PROBLEM TO WORK ON
Each line of the material beneath should be duplicated exactly.

--

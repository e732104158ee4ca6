//! HTTP request handlers.

use std::sync::Arc;

use axum::extract::rejection::JsonRejection;
use axum::extract::{Path, State};
use axum::http::header;
use axum::response::IntoResponse;
use axum::Json;
use prometheus::{Encoder, Registry, TextEncoder};
use serde::{Deserialize, Serialize};
use votechain_ledger::{Ledger, Transaction};
use votechain_messages::{MessageType, Pong, TransactionBody};
use votechain_network::Hub;
use votechain_store::{PartyStore, Utxo};
use votechain_types::{AddressHash, PublicKey, Signature, TxId};

use crate::error::RpcError;

/// Shared state of every handler.
#[derive(Clone)]
pub struct RpcState {
    pub ledger: Arc<Ledger>,
    pub hub: Arc<Hub>,
    pub parties: Arc<dyn PartyStore>,
    /// Metrics exposed at `/metrics`, when enabled.
    pub registry: Option<Registry>,
}

// ── Vote ─────────────────────────────────────────────────────────────────

/// A signed ballot. `signature` covers the spend payload
/// `{sender, recipient, value}` of the output being spent, and `verifier`
/// is the voter's public key.
#[derive(Clone, Debug, Serialize, Deserialize)]
pub struct VoteRequest {
    pub sender: AddressHash,
    pub recipient: AddressHash,
    pub signature: Signature,
    pub verifier: PublicKey,
}

#[derive(Clone, Debug, PartialEq, Eq, Serialize, Deserialize)]
pub struct VoteResponse {
    pub transaction: TxId,
}

/// Run ledger and store work on the blocking pool.
async fn blocking<T, F>(work: F) -> Result<T, RpcError>
where
    F: FnOnce() -> Result<T, RpcError> + Send + 'static,
    T: Send + 'static,
{
    tokio::task::spawn_blocking(work)
        .await
        .map_err(|e| RpcError::Server(format!("handler task failed: {e}")))?
}

pub async fn vote(
    State(state): State<RpcState>,
    payload: Result<Json<VoteRequest>, JsonRejection>,
) -> Result<Json<VoteResponse>, RpcError> {
    let Json(request) = payload.map_err(|e| RpcError::InvalidRequest(e.body_text()))?;
    let tx = blocking(move || cast_ballot(&state, &request)).await?;
    Ok(Json(VoteResponse { transaction: tx.id }))
}

fn cast_ballot(state: &RpcState, request: &VoteRequest) -> Result<Transaction, RpcError> {
    let parties = state.parties.list_parties()?;
    if !parties.iter().any(|p| p.address == request.recipient) {
        return Err(RpcError::UnknownRecipient(request.recipient.to_string()));
    }
    if !state.ledger.is_known_address(&request.sender)? {
        return Err(RpcError::UnknownVoter(request.sender.to_string()));
    }

    let tx = state.ledger.cast_vote(
        &request.sender,
        &request.recipient,
        &request.signature,
        &request.verifier,
    )?;
    let push = Pong::push(
        MessageType::TransactionReceived,
        &TransactionBody {
            transaction: tx.clone(),
        },
    )
    .map_err(|e| RpcError::Server(e.to_string()))?;
    let peers = state.hub.broadcast(&push);
    tracing::info!(tx = %tx.id, peers, "ballot accepted");
    Ok(tx)
}

// ── Parties ──────────────────────────────────────────────────────────────

#[derive(Clone, Debug, PartialEq, Eq, Serialize, Deserialize)]
pub struct PartyTally {
    pub name: String,
    pub address: AddressHash,
    /// Votes received.
    pub balance: u64,
}

/// Parties with their tallies, most votes first, ties by name.
pub async fn parties(State(state): State<RpcState>) -> Result<Json<Vec<PartyTally>>, RpcError> {
    let tallies = blocking(move || {
        let mut tallies = Vec::new();
        for party in state.parties.list_parties()? {
            tallies.push(PartyTally {
                balance: state.ledger.balance(&party.address)?,
                name: party.name,
                address: party.address,
            });
        }
        tallies.sort_by(|a, b| b.balance.cmp(&a.balance).then_with(|| a.name.cmp(&b.name)));
        Ok(tallies)
    })
    .await?;
    Ok(Json(tallies))
}

// ── Balance ──────────────────────────────────────────────────────────────

#[derive(Clone, Debug, PartialEq, Eq, Serialize, Deserialize)]
pub struct BalanceResponse {
    pub address: AddressHash,
    /// Sum of `utxos`.
    pub balance: u64,
    /// Outputs not already spent by a pending transaction.
    pub utxos: Vec<Utxo>,
}

pub async fn balance(
    State(state): State<RpcState>,
    Path(address): Path<String>,
) -> Result<Json<BalanceResponse>, RpcError> {
    let address: AddressHash = address
        .parse()
        .map_err(|e| RpcError::InvalidRequest(format!("address: {e}")))?;
    let utxos = blocking(move || Ok(state.ledger.spendable_utxos(&address)?)).await?;
    Ok(Json(BalanceResponse {
        address,
        balance: Utxo::total(&utxos),
        utxos,
    }))
}

// ── Metrics ──────────────────────────────────────────────────────────────

pub async fn metrics(State(state): State<RpcState>) -> Result<impl IntoResponse, RpcError> {
    let registry = state.registry.as_ref().ok_or(RpcError::MetricsDisabled)?;
    let encoder = TextEncoder::new();
    let mut buffer = Vec::new();
    encoder
        .encode(&registry.gather(), &mut buffer)
        .map_err(|e| RpcError::Server(e.to_string()))?;
    Ok((
        [(header::CONTENT_TYPE, encoder.format_type().to_string())],
        buffer,
    ))
}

--

RESPONSE TO THE TASK
repository e732104158ee4ca6
//! HTTP request handlers.

use std::sync::Arc;

use axum::extract::rejection::JsonRejection;
use axum::extract::{Path, State};
use axum::http::header;
use axum::response::IntoResponse;
use axum::Json;
use prometheus::{Encoder, Registry, TextEncoder};
use serde::{Deserialize, Serialize};
use votechain_ledger::{Ledger, Transaction};
use votechain_messages::{MessageType, Pong, TransactionBody};
use votechain_network::Hub;
use votechain_store::{PartyStore, Utxo};
use votechain_types::{AddressHash, PublicKey, Signature, TxId};

use crate::error::RpcError;

/// Shared state of every handler.
#[derive(Clone)]
pub struct RpcState {
    pub ledger: Arc<Ledger>,
    pub hub: Arc<Hub>,
    pub parties: Arc<dyn PartyStore>,
    /// Metrics exposed at `/metrics`, when enabled.
    pub registry: Option<Registry>,
}

// ── Vote ─────────────────────────────────────────────────────────────────

/// A signed ballot. `signature` covers the spend payload
/// `{sender, recipient, value}` of the output being spent, and `verifier`
/// is the voter's public key.
#[derive(Clone, Debug, Serialize, Deserialize)]
pub struct VoteRequest {
    pub sender: AddressHash,
    pub recipient: AddressHash,
    pub signature: Signature,
    pub verifier: PublicKey,
}

#[derive(Clone, Debug, PartialEq, Eq, Serialize, Deserialize)]
pub struct VoteResponse {
    pub transaction: TxId,
}

/// Run ledger and store work on the blocking pool.
async fn blocking<T, F>(work: F) -> Result<T, RpcError>
where
    F: FnOnce() -> Result<T, RpcError> + Send + 'static,
    T: Send + 'static,
{
    tokio::task::spawn_blocking(work)
        .await
        .map_err(|e| RpcError::Server(format!("handler task failed: {e}")))?
}

pub async fn vote(
    State(state): State<RpcState>,
    payload: Result<Json<VoteRequest>, JsonRejection>,
) -> Result<Json<VoteResponse>, RpcError> {
    let Json(request) = payload.map_err(|e| RpcError::InvalidRequest(e.body_text()))?;
    let tx = blocking(move || cast_ballot(&state, &request)).await?;
    Ok(Json(VoteResponse { transaction: tx.id }))
}

fn cast_ballot(state: &RpcState, request: &VoteRequest) -> Result<Transaction, RpcError> {
    let parties = state.parties.list_parties()?;
    if !parties.iter().any(|p| p.address == request.recipient) {
        return Err(RpcError::UnknownRecipient(request.recipient.to_string()));
    }
    if !state.ledger.is_known_address(&request.sender)? {
        return Err(RpcError::UnknownVoter(request.sender.to_string()));
    }

    let tx = state.ledger.cast_vote(
        &request.sender,
        &request.recipient,
        &request.signature,
        &request.verifier,
    )?;
    let push = Pong::push(
        MessageType::TransactionReceived,
        &TransactionBody {
            transaction: tx.clone(),
        },
    )
    .map_err(|e| RpcError::Server(e.to_string()))?;
    let peers = state.hub.broadcast(&push);
    tracing::info!(tx = %tx.id, peers, "ballot accepted");
    Ok(tx)
}

// ── Parties ──────────────────────────────────────────────────────────────

#[derive(Clone, Debug, PartialEq, Eq, Serialize, Deserialize)]
pub struct PartyTally {
    pub name: String,
    pub address: AddressHash,
    /// Votes received.
    pub balance: u64,
}

/// Parties with their tallies, most votes first, ties by name.
pub async fn parties(State(state): State<RpcState>) -> Result<Json<Vec<PartyTally>>, RpcError> {
    let tallies = blocking(move || {
        let mut tallies = Vec::new();
        for party in state.parties.list_parties()? {
            tallies.push(PartyTally {
                balance: state.ledger.balance(&party.address)?,
                name: party.name,
                address: party.address,
            });
        }
        tallies.sort_by(|a, b| b.balance.cmp(&a.balance).then_with(|| a.name.cmp(&b.name)));
        Ok(tallies)
    })
    .await?;
    Ok(Json(tallies))
}

// ── Balance ──────────────────────────────────────────────────────────────

#[derive(Clone, Debug, PartialEq, Eq, Serialize, Deserialize)]
pub struct BalanceResponse {
    pub address: AddressHash,
    /// Sum of `utxos`.
    pub balance: u64,
    /// Outputs not already spent by a pending transaction.
    pub utxos: Vec<Utxo>,
}

pub async fn balance(
    State(state): State<RpcState>,
    Path(address): Path<String>,
) -> Result<Json<BalanceResponse>, RpcError> {
    let address: AddressHash = address
        .parse()
        .map_err(|e| RpcError::InvalidRequest(format!("address: {e}")))?;
    let utxos = blocking(move || Ok(state.ledger.spendable_utxos(&address)?)).await?;
    Ok(Json(BalanceResponse {
        address,
        balance: Utxo::total(&utxos),
        utxos,
    }))
}

// ── Metrics ──────────────────────────────────────────────────────────────

pub async fn metrics(State(state): State<RpcState>) -> Result<impl IntoResponse, RpcError> {
    let registry = state.registry.as_ref().ok_or(RpcError::MetricsDisabled)?;
    let encoder = TextEncoder::new();
    let mut buffer = Vec::new();
    encoder
        .encode(&registry.gather(), &mut buffer)
        .map_err(|e| RpcError::Server(e.to_string()))?;
    Ok((
        [(header::CONTENT_TYPE, encoder.format_type().to_string())],
        buffer,
    ))
}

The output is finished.